### What is needed
Go over the listing below line by line, and return each one holding the string "along".

(Beginning of Provided records)

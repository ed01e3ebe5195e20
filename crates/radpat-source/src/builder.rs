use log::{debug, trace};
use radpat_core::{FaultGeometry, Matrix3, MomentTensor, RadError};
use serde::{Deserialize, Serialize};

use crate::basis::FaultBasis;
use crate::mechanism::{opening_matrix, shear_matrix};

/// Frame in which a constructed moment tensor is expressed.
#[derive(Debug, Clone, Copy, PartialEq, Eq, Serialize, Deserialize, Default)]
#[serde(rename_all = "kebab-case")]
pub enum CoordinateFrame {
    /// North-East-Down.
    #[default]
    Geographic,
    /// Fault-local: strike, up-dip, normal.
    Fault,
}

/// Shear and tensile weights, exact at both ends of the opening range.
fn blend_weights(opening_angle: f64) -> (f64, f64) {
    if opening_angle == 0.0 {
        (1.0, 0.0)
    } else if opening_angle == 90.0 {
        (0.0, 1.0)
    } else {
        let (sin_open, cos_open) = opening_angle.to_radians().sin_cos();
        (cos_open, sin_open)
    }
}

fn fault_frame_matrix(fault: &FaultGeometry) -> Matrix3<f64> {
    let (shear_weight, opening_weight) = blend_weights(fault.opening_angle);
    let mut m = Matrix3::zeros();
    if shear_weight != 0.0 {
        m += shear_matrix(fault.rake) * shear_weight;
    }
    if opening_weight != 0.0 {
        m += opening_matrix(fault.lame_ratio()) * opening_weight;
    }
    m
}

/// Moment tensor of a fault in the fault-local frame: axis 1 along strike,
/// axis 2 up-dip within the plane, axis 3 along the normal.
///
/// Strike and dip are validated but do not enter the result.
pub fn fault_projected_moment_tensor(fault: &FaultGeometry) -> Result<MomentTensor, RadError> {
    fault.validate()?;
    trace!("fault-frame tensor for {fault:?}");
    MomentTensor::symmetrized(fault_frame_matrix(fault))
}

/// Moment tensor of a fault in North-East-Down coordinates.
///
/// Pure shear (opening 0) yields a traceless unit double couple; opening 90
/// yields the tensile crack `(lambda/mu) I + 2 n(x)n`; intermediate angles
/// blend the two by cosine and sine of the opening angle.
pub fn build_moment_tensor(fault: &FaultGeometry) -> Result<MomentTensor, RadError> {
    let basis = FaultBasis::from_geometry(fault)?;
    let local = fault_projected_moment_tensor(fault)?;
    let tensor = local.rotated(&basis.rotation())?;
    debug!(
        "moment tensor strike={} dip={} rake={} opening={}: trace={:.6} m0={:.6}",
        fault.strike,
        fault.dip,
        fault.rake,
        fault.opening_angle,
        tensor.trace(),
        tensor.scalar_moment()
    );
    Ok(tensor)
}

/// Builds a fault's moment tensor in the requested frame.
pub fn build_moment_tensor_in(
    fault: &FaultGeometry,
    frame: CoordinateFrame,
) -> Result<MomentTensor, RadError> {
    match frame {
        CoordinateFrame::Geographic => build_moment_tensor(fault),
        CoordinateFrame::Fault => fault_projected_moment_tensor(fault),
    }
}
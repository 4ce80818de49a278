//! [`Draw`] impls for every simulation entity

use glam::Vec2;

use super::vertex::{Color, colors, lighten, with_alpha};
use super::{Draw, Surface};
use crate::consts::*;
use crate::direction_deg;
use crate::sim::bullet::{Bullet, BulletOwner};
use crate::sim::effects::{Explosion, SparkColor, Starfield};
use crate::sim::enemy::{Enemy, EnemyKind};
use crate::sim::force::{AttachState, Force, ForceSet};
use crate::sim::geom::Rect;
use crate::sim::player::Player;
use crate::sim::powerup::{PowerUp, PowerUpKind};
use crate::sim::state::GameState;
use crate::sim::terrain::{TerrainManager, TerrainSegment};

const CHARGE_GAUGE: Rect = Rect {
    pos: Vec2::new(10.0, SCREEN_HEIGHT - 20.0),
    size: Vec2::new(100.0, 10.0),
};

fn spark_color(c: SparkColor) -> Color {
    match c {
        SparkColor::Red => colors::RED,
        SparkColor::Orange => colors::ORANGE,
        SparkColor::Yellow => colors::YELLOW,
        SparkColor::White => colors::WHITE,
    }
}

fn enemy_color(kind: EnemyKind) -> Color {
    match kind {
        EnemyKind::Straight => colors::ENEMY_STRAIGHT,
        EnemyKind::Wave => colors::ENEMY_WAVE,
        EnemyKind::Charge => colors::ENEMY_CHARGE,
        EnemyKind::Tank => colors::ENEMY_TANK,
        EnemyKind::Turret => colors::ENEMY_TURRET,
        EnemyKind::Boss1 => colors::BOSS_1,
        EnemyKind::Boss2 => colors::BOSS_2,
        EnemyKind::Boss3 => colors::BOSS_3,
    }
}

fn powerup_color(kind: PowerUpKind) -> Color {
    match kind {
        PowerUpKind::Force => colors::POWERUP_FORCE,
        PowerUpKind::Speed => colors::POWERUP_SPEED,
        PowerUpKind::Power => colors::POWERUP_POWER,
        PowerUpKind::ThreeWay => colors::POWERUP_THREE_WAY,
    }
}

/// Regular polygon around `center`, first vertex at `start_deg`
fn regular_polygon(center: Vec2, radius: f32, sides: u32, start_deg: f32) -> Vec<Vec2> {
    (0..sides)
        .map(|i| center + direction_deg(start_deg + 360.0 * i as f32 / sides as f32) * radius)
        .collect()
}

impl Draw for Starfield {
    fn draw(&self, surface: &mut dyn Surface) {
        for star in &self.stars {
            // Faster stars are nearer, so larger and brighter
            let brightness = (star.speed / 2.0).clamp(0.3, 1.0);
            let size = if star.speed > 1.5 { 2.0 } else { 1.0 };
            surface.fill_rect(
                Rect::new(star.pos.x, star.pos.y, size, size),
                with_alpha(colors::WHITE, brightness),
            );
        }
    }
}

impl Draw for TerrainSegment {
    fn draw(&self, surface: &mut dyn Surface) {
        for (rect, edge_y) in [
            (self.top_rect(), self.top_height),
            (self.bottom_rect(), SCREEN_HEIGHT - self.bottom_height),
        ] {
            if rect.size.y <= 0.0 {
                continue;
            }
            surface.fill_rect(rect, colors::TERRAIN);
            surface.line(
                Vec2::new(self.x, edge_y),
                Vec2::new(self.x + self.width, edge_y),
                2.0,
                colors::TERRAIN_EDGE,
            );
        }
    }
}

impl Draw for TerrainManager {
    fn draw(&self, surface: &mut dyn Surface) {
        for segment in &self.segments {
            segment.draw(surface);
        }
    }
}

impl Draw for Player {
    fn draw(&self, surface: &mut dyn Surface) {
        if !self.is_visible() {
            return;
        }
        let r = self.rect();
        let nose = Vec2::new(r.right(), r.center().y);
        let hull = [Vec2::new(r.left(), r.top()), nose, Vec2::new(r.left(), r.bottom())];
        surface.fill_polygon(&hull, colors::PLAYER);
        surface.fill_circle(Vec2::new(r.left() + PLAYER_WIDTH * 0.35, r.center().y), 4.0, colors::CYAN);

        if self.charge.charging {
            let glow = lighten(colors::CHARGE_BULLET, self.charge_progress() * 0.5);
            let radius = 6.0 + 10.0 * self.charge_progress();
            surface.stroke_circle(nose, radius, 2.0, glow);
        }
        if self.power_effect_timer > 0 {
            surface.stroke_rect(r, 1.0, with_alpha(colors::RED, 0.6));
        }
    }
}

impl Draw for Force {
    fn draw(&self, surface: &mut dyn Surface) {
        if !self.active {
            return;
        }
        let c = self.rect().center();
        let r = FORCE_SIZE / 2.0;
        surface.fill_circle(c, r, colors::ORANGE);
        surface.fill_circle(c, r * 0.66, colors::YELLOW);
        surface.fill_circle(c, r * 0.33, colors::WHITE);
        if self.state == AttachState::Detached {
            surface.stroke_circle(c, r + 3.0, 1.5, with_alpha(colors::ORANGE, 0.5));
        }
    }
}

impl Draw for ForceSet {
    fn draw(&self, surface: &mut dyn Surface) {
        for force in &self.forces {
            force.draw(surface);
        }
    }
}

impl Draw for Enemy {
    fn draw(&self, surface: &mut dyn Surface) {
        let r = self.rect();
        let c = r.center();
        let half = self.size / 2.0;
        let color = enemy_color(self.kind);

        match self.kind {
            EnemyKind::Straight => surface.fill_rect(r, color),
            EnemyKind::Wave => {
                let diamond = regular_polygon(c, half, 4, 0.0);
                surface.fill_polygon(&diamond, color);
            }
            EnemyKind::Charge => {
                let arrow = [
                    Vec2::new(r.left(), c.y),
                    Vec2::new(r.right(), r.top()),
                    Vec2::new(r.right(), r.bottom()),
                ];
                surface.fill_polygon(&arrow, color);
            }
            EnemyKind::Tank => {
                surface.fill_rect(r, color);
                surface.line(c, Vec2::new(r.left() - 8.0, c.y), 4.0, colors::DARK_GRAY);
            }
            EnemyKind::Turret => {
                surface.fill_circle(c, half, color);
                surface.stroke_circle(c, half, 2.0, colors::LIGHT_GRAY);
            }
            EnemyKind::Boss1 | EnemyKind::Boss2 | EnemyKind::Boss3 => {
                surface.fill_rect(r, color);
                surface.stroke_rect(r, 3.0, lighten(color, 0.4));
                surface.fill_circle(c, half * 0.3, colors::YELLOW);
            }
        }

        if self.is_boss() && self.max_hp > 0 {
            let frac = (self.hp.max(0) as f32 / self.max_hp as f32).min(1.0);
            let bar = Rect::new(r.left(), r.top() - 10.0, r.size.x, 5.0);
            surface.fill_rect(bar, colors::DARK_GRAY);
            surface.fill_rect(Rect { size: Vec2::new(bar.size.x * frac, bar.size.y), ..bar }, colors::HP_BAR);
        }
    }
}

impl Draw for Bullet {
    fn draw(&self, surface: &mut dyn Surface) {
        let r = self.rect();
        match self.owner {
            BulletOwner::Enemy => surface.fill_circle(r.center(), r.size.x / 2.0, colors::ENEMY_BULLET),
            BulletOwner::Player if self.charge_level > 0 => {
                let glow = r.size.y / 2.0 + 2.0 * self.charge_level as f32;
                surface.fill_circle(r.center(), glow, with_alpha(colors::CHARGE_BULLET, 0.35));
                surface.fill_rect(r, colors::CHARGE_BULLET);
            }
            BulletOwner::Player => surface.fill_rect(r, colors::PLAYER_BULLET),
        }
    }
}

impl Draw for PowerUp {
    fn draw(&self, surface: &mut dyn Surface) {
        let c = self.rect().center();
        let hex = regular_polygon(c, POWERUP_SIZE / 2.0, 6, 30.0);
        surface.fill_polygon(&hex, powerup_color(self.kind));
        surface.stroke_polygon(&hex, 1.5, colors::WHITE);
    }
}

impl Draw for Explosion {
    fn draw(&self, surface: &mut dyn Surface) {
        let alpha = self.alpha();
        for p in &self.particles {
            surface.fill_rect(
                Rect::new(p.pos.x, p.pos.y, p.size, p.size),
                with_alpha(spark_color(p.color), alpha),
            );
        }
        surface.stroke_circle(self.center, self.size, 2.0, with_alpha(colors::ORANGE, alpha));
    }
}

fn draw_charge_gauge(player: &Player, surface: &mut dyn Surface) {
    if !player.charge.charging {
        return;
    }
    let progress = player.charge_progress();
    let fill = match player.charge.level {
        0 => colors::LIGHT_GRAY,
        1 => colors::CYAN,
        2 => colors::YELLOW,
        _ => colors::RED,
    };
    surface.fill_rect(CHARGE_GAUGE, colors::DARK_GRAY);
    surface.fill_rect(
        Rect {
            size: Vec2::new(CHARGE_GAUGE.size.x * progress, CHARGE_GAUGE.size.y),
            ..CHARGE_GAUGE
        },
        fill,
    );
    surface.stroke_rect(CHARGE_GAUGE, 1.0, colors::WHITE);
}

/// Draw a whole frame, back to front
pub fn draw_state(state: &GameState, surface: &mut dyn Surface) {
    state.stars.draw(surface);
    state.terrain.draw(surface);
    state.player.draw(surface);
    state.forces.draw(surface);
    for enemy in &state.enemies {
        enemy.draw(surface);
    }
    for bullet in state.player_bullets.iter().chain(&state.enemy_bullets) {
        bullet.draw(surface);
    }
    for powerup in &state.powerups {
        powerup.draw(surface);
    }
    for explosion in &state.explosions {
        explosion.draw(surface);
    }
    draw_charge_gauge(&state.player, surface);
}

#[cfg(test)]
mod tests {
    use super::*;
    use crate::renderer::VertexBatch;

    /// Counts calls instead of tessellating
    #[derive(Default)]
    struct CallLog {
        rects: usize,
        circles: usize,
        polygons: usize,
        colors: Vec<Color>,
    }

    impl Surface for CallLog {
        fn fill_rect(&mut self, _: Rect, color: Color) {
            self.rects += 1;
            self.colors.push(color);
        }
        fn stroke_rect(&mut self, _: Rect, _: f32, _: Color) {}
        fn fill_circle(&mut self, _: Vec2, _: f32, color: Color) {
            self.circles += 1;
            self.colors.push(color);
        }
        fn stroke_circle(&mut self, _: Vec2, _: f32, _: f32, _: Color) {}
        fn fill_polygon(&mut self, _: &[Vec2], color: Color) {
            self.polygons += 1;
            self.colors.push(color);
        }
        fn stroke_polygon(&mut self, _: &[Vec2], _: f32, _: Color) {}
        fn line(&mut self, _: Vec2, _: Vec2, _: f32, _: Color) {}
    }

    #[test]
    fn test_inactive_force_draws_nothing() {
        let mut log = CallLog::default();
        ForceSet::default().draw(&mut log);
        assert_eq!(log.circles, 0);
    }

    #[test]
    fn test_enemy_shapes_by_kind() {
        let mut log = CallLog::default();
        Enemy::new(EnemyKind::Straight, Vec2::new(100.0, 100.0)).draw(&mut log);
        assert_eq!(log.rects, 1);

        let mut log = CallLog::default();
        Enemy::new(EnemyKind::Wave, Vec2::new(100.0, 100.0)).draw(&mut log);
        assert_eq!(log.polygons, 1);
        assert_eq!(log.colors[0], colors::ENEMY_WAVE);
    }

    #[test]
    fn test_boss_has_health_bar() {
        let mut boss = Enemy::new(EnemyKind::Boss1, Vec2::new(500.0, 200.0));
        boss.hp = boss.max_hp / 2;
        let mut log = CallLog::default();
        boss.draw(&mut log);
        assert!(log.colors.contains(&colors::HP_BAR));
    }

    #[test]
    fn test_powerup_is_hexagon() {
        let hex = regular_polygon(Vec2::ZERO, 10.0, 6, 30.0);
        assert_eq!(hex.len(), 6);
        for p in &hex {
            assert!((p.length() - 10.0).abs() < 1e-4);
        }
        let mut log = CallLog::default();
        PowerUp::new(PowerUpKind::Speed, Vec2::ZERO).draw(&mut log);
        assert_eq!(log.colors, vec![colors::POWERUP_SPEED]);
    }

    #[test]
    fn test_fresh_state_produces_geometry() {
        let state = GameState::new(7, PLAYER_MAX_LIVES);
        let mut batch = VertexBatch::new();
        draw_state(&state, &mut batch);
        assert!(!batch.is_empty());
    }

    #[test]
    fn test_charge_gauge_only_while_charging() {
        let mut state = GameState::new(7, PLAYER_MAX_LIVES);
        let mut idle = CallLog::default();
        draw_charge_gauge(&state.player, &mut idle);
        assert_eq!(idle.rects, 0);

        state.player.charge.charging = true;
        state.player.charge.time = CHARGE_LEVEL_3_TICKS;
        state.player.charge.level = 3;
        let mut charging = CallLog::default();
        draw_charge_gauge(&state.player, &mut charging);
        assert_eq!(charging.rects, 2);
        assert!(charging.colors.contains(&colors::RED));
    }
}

(End of Provided records)

### Exercise answer
/// Moment tensor of a fault in the fault-local frame: axis 1 along strike,
/// axis 2 up-dip within the plane, axis 3 along the normal.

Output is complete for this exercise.